CUERPOS EXTRAÑOS EN EL ESÓFAGO

Los cuerpos extraños más frecuentes son:
  1. Objetos que los niños colocan en su boca y que inadvertidamente pasan a la parte posterior despertando el reflejo de la deglución.
  2. Fragmentos de comida mal masticada, demasiado grande para que transite correctamente, y que ocurren particularmente en pacientes con defectos importantes de la dentadura.
  3. Prótesis dentarias, por lo general puentes movibles, pequeños, que pueden deglutirse junto con la comida.
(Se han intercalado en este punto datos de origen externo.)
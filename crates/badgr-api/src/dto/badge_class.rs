//! 徽章定义请求与响应 DTO

use serde::{Deserialize, Serialize};
use serde_json::{Value, json};
use validator::Validate;

use badgr_core::models::{Alignment, BadgeClass, ExpiresDuration, NewBadgeClass};
use badgr_core::openbadges::format_timestamp;
use badgr_core::text::{is_valid_url, strip_tags};
use badgr_core::{FieldErrors, entity_id};

use super::{empty_object, non_blank, present, validate_extensions};
use crate::error::field_errors_from;

#[derive(Debug, Clone, Default, Deserialize)]
#[serde(rename_all = "camelCase")]
pub struct AlignmentRequest {
    pub target_name: Option<String>,
    pub target_url: Option<String>,
    pub target_description: Option<String>,
    pub target_framework: Option<String>,
    pub target_code: Option<String>,
}

/// 创建与更新徽章定义；description 缺失与 null 不同：null 视为空串
#[derive(Debug, Clone, Deserialize, Validate)]
pub struct BadgeClassRequest {
    pub issuer: Option<String>,
    #[validate(
        required(message = "This field is required."),
        custom(function = "non_blank"),
        length(max = 1024, message = "Ensure this field has no more than 1024 characters.")
    )]
    pub name: Option<String>,
    #[serde(default, deserialize_with = "present")]
    pub description: Option<Option<String>>,
    pub image: Option<String>,
    #[serde(rename = "criteriaUrl")]
    pub criteria_url: Option<String>,
    #[serde(rename = "criteriaNarrative")]
    pub criteria_narrative: Option<String>,
    pub alignments: Option<Vec<AlignmentRequest>>,
    pub tags: Option<Vec<String>>,
    pub expires: Option<Value>,
    #[validate(custom(function = "validate_extensions"))]
    pub extensions: Option<Value>,
}

/// 校验后的可写字段
#[derive(Debug, Clone)]
pub struct BadgeClassFields {
    pub name: String,
    pub description: String,
    pub image: Option<String>,
    pub criteria_url: Option<String>,
    pub criteria_text: Option<String>,
    pub alignments: Vec<Alignment>,
    pub tags: Vec<String>,
    pub expires: Option<(i32, ExpiresDuration)>,
    pub extensions: Option<Value>,
}

impl BadgeClassRequest {
    pub fn validated(self) -> Result<BadgeClassFields, FieldErrors> {
        let mut errors = match self.validate() {
            Ok(()) => FieldErrors::new(),
            Err(e) => field_errors_from(&e),
        };

        let description = match &self.description {
            None => {
                errors.add("description", "This field is required.");
                String::new()
            }
            Some(d) => strip_tags(d.as_deref().unwrap_or_default()),
        };
        if description.chars().count() > 16384 {
            errors.add("description", "Ensure this field has no more than 16384 characters.");
        }

        let criteria_url = self.criteria_url.filter(|u| !u.trim().is_empty());
        if criteria_url.as_deref().is_some_and(|u| !is_valid_url(u)) {
            errors.add("criteriaUrl", "Enter a valid URL.");
        }

        let mut alignments = Vec::new();
        for item in self.alignments.unwrap_or_default() {
            match alignment(item) {
                Ok(a) => alignments.push(a),
                Err(message) => errors.add("alignments", message),
            }
        }

        let tags: Vec<String> = self
            .tags
            .unwrap_or_default()
            .iter()
            .map(|t| strip_tags(t))
            .filter(|t| !t.is_empty())
            .collect();
        if tags.iter().any(|t| t.chars().count() > 1024) {
            errors.add("tags", "Ensure this field has no more than 1024 characters.");
        }

        let expires = match parse_expires(self.expires.as_ref()) {
            Ok(expires) => expires,
            Err(message) => {
                errors.add("expires", message);
                None
            }
        };

        if !errors.is_empty() {
            return Err(errors);
        }

        Ok(BadgeClassFields {
            name: strip_tags(self.name.as_deref().unwrap_or_default()),
            description,
            image: self.image,
            criteria_url,
            criteria_text: self.criteria_narrative,
            alignments,
            tags,
            expires,
            extensions: self.extensions,
        })
    }
}

impl BadgeClassFields {
    pub fn into_new(self, issuer_id: i64, created_by: i64) -> NewBadgeClass {
        NewBadgeClass {
            entity_id: entity_id::generate(),
            issuer_id,
            name: self.name,
            description: self.description,
            image: self.image,
            criteria_url: self.criteria_url,
            criteria_text: self.criteria_text,
            alignments: self.alignments,
            tags: self.tags,
            expires_amount: self.expires.map(|(amount, _)| amount),
            expires_duration: self.expires.map(|(_, duration)| duration),
            extensions: self.extensions.unwrap_or_else(empty_object),
            source_url: None,
            original_json: None,
            created_by: Some(created_by),
        }
    }

    /// 发行方不可修改
    pub fn apply_to(self, badge_class: &mut BadgeClass) {
        badge_class.name = self.name;
        badge_class.description = self.description;
        if self.image.is_some() {
            badge_class.image = self.image;
        }
        badge_class.criteria_url = self.criteria_url;
        badge_class.criteria_text = self.criteria_text;
        badge_class.alignments.0 = self.alignments;
        badge_class.tags.0 = self.tags;
        badge_class.expires_amount = self.expires.map(|(amount, _)| amount);
        badge_class.expires_duration = self.expires.map(|(_, duration)| duration);
        if let Some(extensions) = self.extensions {
            badge_class.extensions = extensions;
        }
    }
}

fn alignment(item: AlignmentRequest) -> Result<Alignment, &'static str> {
    let target_name = item
        .target_name
        .as_deref()
        .map(strip_tags)
        .filter(|n| !n.is_empty())
        .ok_or("targetName is required")?;
    let target_url = item
        .target_url
        .filter(|u| is_valid_url(u))
        .ok_or("targetUrl must be a valid URL")?;
    let optional = |v: Option<String>| v.as_deref().map(strip_tags).filter(|s| !s.is_empty());
    Ok(Alignment {
        target_name,
        target_url,
        target_description: optional(item.target_description),
        target_framework: optional(item.target_framework),
        target_code: optional(item.target_code),
    })
}

/// 空的 expires（null、{}、amount 与 duration 都为空）视为未设置
fn parse_expires(value: Option<&Value>) -> Result<Option<(i32, ExpiresDuration)>, String> {
    let Some(object) = value.and_then(Value::as_object) else {
        return match value {
            None | Some(Value::Null) => Ok(None),
            Some(_) => Err("Expected an object with amount and duration.".to_string()),
        };
    };

    let amount = object.get("amount").filter(|v| !v.is_null());
    let duration = object.get("duration").filter(|v| !v.is_null() && v.as_str() != Some(""));
    match (amount, duration) {
        (None, None) => Ok(None),
        (Some(amount), Some(duration)) => {
            let amount = amount
                .as_i64()
                .filter(|a| *a > 0)
                .and_then(|a| i32::try_from(a).ok())
                .ok_or_else(|| "amount must be a positive integer.".to_string())?;
            let duration = duration
                .as_str()
                .and_then(ExpiresDuration::parse)
                .ok_or_else(|| format!("{} is not a valid choice for duration.", duration))?;
            Ok(Some((amount, duration)))
        }
        _ => Err("Both amount and duration are required.".to_string()),
    }
}

#[derive(Debug, Clone, Serialize)]
#[serde(rename_all = "camelCase")]
pub struct BadgeClassDto {
    pub entity_type: &'static str,
    pub entity_id: String,
    pub open_badge_id: String,
    pub created_at: String,
    pub created_by: Option<String>,
    pub issuer: String,
    pub issuer_open_badge_id: String,
    pub name: String,
    pub image: Option<String>,
    pub description: String,
    pub criteria_url: Option<String>,
    pub criteria_narrative: Option<String>,
    pub alignments: Vec<Alignment>,
    pub tags: Vec<String>,
    pub expires: Value,
    pub extensions: Value,
}

impl BadgeClassDto {
    pub fn new(badge_class: BadgeClass, open_badge_id: String, issuer_open_badge_id: String) -> Self {
        let expires = match (badge_class.expires_amount, badge_class.expires_duration) {
            (Some(amount), Some(duration)) => json!({ "amount": amount, "duration": duration }),
            _ => Value::Null,
        };
        Self {
            entity_type: "BadgeClass",
            open_badge_id,
            issuer_open_badge_id,
            created_at: format_timestamp(&badge_class.created_at),
            entity_id: badge_class.entity_id,
            created_by: badge_class.created_by_entity_id,
            issuer: badge_class.issuer_entity_id,
            name: badge_class.name,
            image: badge_class.image,
            description: badge_class.description,
            criteria_url: badge_class.criteria_url,
            criteria_narrative: badge_class.criteria_text,
            alignments: badge_class.alignments.0,
            tags: badge_class.tags.0,
            expires,
            extensions: badge_class.extensions,
        }
    }
}

#[cfg(test)]
mod tests {
    use super::*;

    fn request(body: Value) -> BadgeClassRequest {
        serde_json::from_value(body).unwrap()
    }

    #[test]
    fn test_description_required_but_null_allowed() {
        let errors = request(json!({"name": "Gold"})).validated().unwrap_err();
        assert_eq!(
            errors.get("description"),
            Some(&["This field is required.".to_string()][..])
        );

        let fields = request(json!({"name": "Gold", "description": null}))
            .validated()
            .unwrap();
        assert_eq!(fields.description, "");
    }

    #[test]
    fn test_empty_expires_is_ignored() {
        for expires in [json!(null), json!({}), json!({"amount": null, "duration": null})] {
            let fields = request(json!({"name": "Gold", "description": "d", "expires": expires}))
                .validated()
                .unwrap();
            assert_eq!(fields.expires, None);
        }
    }

    #[test]
    fn test_expires_validation() {
        let fields = request(json!({
            "name": "Gold",
            "description": "d",
            "expires": {"amount": 3, "duration": "months"}
        }))
        .validated()
        .unwrap();
        assert_eq!(fields.expires, Some((3, ExpiresDuration::Months)));

        for bad in [
            json!({"amount": 0, "duration": "days"}),
            json!({"amount": 2, "duration": "fortnights"}),
            json!({"amount": 2}),
        ] {
            let errors = request(json!({"name": "Gold", "description": "d", "expires": bad}))
                .validated()
                .unwrap_err();
            assert!(errors.get("expires").is_some());
        }
    }

    #[test]
    fn test_alignments_and_tags() {
        let fields = request(json!({
            "name": "<i>Gold</i>",
            "description": "d",
            "criteriaUrl": "https://example.org/criteria",
            "alignments": [{"targetName": "Skill", "targetUrl": "https://example.org/s"}],
            "tags": ["<b>a</b>", " "]
        }))
        .validated()
        .unwrap();
        assert_eq!(fields.name, "Gold");
        assert_eq!(fields.alignments[0].target_name, "Skill");
        assert_eq!(fields.tags, vec!["a".to_string()]);

        let errors = request(json!({
            "name": "Gold",
            "description": "d",
            "criteriaUrl": "not a url",
            "alignments": [{"targetName": "Skill"}]
        }))
        .validated()
        .unwrap_err();
        assert!(errors.get("criteriaUrl").is_some());
        assert!(errors.get("alignments").is_some());
    }
}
    Los cuerpos extraños se detienen en alguna de las cuatro estrecheces fisiológicas del esófago: La estrechez cricoidea, la estrechez aórtica, la estrechez bronquial o la estrechez a nivel del diafragma.
    Diagnóstico. Se hace ante el antecedente de deglución del cuerpo extraño y la disfagia que produce de inmediato. La comprobación se hace, en caso de cuerpos radiopacos, con radiografías simples; cuando son radiolúcidos puede ser necesario utilizar pequeñas cantidades de material de contraste, teniendo cuidado de no tragar demasiado por el riesgo de regurgitación hacia la laringe.
    Tratamiento. Debe ser su extracción lo antes posible, cuando se encuentran en la estrechez superior, se pueden extraer con el laringoscopio de comisura, cuando se encuentran más abajo, sólo por esofagoscopía. Si no se extraen oportunamente pueden ocasionar erosión de la pared esofágica iniciando una úlcera que termina en perforación del esófago con la consiguiente mediastinitis.
Si no se extraen oportunamente los cuerpos extraños enclavados en el esófago, pueden ocasionar erosión de la pared esofágica iniciando una úlcera que termina en perforación del esófago con la consiguiente mediastinitis.